Game urbanist Konstantinos Dimopoulos from Athens, Greece, is working on an ambitious project – Virtual Cities: An Atlas & Exploration of Video Game Cities – a 200 pages book rich with maps, illustrations and analysis of cities in video games. We invited Konstantinos to speak about virtual cities, real architecture, art, science and current trends of the digital world.
Game Urbanist & Designer
MSc on urban and regional planning
PhD in urban planning and geography
at the NTUA School of Architecture and Rural & Surveying Engineering
Video games allow us to construct and visit believable imaginary cities, provide us with glimpses of ancient urbanism, and let us immerse ourselves in the wildest utopias and darkest dystopias of our possible futures. They are an unprecedented canvas for experimenting with the urban environment, and an utterly unique medium for experiencing cities both imagined and real in truly immersive ways.
How come that you started working with video games?
I was always fascinated by video games and had been dabbling in video game journalism, and the occasional small project since the early 2000s. Eventually and while still mainly working on actual cities and existing geographies, I started writing semi-professionally for sites like Indiegames.com, and Rock Paper Shotgun, worked on a couple freeware games, and only after the financial crisis hit the Greek academia did I take the plunge and decided to co-found short lived indie studio Kyttaro Games. In 2014 I decided to start merging my interests and knowledge and combine urbanism with game and level design, and that’s what I’ve been doing since.
Quite often architects and engineers are looking at video games top-down. Do you think that this attitude can be changed? In your opinion, what “real-life” architects can learn from virtual cities?
I cannot argue that my experience is universal, but I must admit that many of the engineers, geographers, planners, and architects I know do generally find games and their virtual spaces interesting. Sure, people do occasionally still consider gaming as something aimed predominantly at children, but as the medium matures these pre-conceptions are quickly and widely challenged. Nowadays discussing my work on video games with fellow planners and geographers only seems to deeply intrigue them.
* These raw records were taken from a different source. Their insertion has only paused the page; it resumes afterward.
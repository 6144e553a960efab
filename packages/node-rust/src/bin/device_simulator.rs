//! Standalone device simulator host.
//!
//! Loads simulator settings from a JSON file, prints every emitted message as
//! one JSON line on stdout and treats every stdin line as an inbound message.

use std::path::{Path, PathBuf};
use std::sync::Arc;

use anyhow::Context;
use clap::Parser;
use devsim_core::{NodeStatus, SimulatorSettings};
use devsim_node::{init_tracing, LogFormat, NodeConfig, SimulatorNode, Sinks};
use serde_json::Value;
use tokio::io::{AsyncBufReadExt, BufReader};
use tokio::sync::mpsc;
use tracing::{debug, info, warn};

#[derive(Parser, Debug)]
#[command(name = "device-simulator", version, about = "Emits randomized device payloads")]
struct Cli {
    /// JSON settings file.
    #[arg(long, env = "DEVSIM_SETTINGS")]
    settings: PathBuf,

    /// Node id; a random UUID when omitted.
    #[arg(long, env = "DEVSIM_NODE_ID")]
    node_id: Option<String>,

    /// Seed for a reproducible sample sequence.
    #[arg(long, env = "DEVSIM_SEED")]
    seed: Option<u64>,

    #[arg(long, value_enum, default_value_t = LogFormat::Pretty)]
    log_format: LogFormat,
}

fn load_settings(path: &Path) -> anyhow::Result<SimulatorSettings> {
    let raw = std::fs::read_to_string(path)
        .with_context(|| format!("reading settings from {}", path.display()))?;
    serde_json::from_str(&raw).with_context(|| format!("parsing settings in {}", path.display()))
}

#[tokio::main]
async fn main() -> anyhow::Result<()> {
    let cli = Cli::parse();
    init_tracing(cli.log_format)?;

    let settings = load_settings(&cli.settings)?;
    let mut node_config = cli.node_id.map(NodeConfig::with_id).unwrap_or_default();
    node_config.seed = cli.seed;

    let (emit_tx, mut emitted) = mpsc::unbounded_channel();
    let (status_tx, mut statuses) = mpsc::unbounded_channel::<NodeStatus>();
    let (debug_tx, mut mirrored) = mpsc::unbounded_channel();
    let sinks = Sinks::new(Arc::new(emit_tx), Arc::new(status_tx)).with_debug(Arc::new(debug_tx));

    let mut node = SimulatorNode::start(node_config, &settings, sinks)?;
    let handle = node.handle();
    info!(node_id = %node.id(), topic = %settings.topic, "device simulator running");

    let mut lines = BufReader::new(tokio::io::stdin()).lines();
    let mut stdin_open = true;
    let shutdown = tokio::signal::ctrl_c();
    tokio::pin!(shutdown);

    loop {
        tokio::select! {
            result = &mut shutdown => {
                result.context("listening for ctrl-c")?;
                info!("interrupt received, shutting down");
                break;
            }
            Some(message) = emitted.recv() => {
                println!("{}", serde_json::to_string(&message)?);
            }
            Some(status) = statuses.recv() => {
                info!(node_id = %handle.id(), %status, "status");
            }
            Some(mirror) = mirrored.recv() => {
                debug!(
                    node_id = %mirror.id,
                    name = %mirror.name,
                    topic = %mirror.topic,
                    payload = %serde_json::to_string(&mirror.msg.payload)?,
                    "debug"
                );
            }
            line = lines.next_line(), if stdin_open => match line? {
                Some(line) => {
                    let inbound = serde_json::from_str(&line).unwrap_or(Value::String(line));
                    if let Err(err) = handle.input(&inbound).await {
                        warn!(node_id = %handle.id(), error = %err, "input trigger failed");
                    }
                }
                None => stdin_open = false,
            },
        }
    }

    node.stop().await;
    Ok(())
}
Just like theater, cinema, and art in general if you will, engaging with and appreciating games isn’t about earning specific lessons. There are obviously clever and imaginative ideas there for engineers of all sorts to get inspired by, but if I suggested people should look into game cities and video games in general, that would be as part of a wider engagement with contemporary culture. As an experiment with a new expressive medium.
Can we nowadays speak about “virtual urbanism” as a new separate discipline?
I suppose we could, though it would have to be a subset of imaginary urbanism and world-building, and probably wouldn’t be the most populated discipline around. I do though believe it is a very interesting, still unexplored cross-section of art and science, and a discipline that could actually inform both art and science while simultaneously reaching a very wide, very varied audience.
How did you get an idea to create Virtual Cities Atlas? How long do you think this work will take?
The idea has been around for quite a while, but started being fleshed out in 2017 when I and Maria Kallikaki began testing ideas, and doing the first concept sketches. Then I was approached by Unbound and the project picked up steam, everything got organized, and with the support of Unbound and all the wonderful people who have helped fund the atlas we are now aiming to complete the manuscript and the accompanying illustrations early in 2019..
What were your selection criteria to include cities in your book?
I have tried to cover 40 years of game cities across genres both literary and gaming. This means I have tried to pick the most iconic cities from all gaming eras, across genres, offering differing point of views, and styles. From 8-bit pulp horror, and open world contemporary cities, to the sci-fi metropolis and the adventure game city or the fantasy MMORPG town, I believe we will cover all the cities that defined gaming, and are worth exploring and studying.
Is a difference between re-creation/re-interpretation of real cities (as in Assassin’s Creed, for example) and creation of non-existent cities (as in Zelda or Final Fantasy) important or secondary?
I would say that both approaches require a certain amount of urbanistic knowledge and an understanding of what makes cities interesting. Many of the tools used and the logics applied are similar, and the main difference is that tackling real cities is more of an exercise in abstraction and stylization, whereas creating totally imaginary ones more of a workout for the imagination. I wouldn’t say that one is easier than the other, mind you.
Besides stronger photorealism permitted by modern hardware and software, what other trends do you notice in the design and presentation of cities in the games? What changes can you predict in the future?
I have a feeling that nowadays more thought goes into making urban environments more believable, and that studios have for the most part stopped treating them as simple backdrops. Obviously, and photorealism aside, current tech can really support amazingly detailed environments with complex rules and systems. Still, what I am really looking forward to is the convincing procedural generation of cities or at the very least of urban districts; for handy, clever, procedural tools that will help us flesh out cities in better, more detailed ways.
If you were to choose the Top-3 of your favorite cities in games, what would that be?
City 17 from Half Life 2, Rubacava from Grim Fandango, and Fallen London are three places I absolutely love, and three game cities that have been superbly crafted. Ask me tomorrow though and I’m sure I’ll easily mention three totally different cities.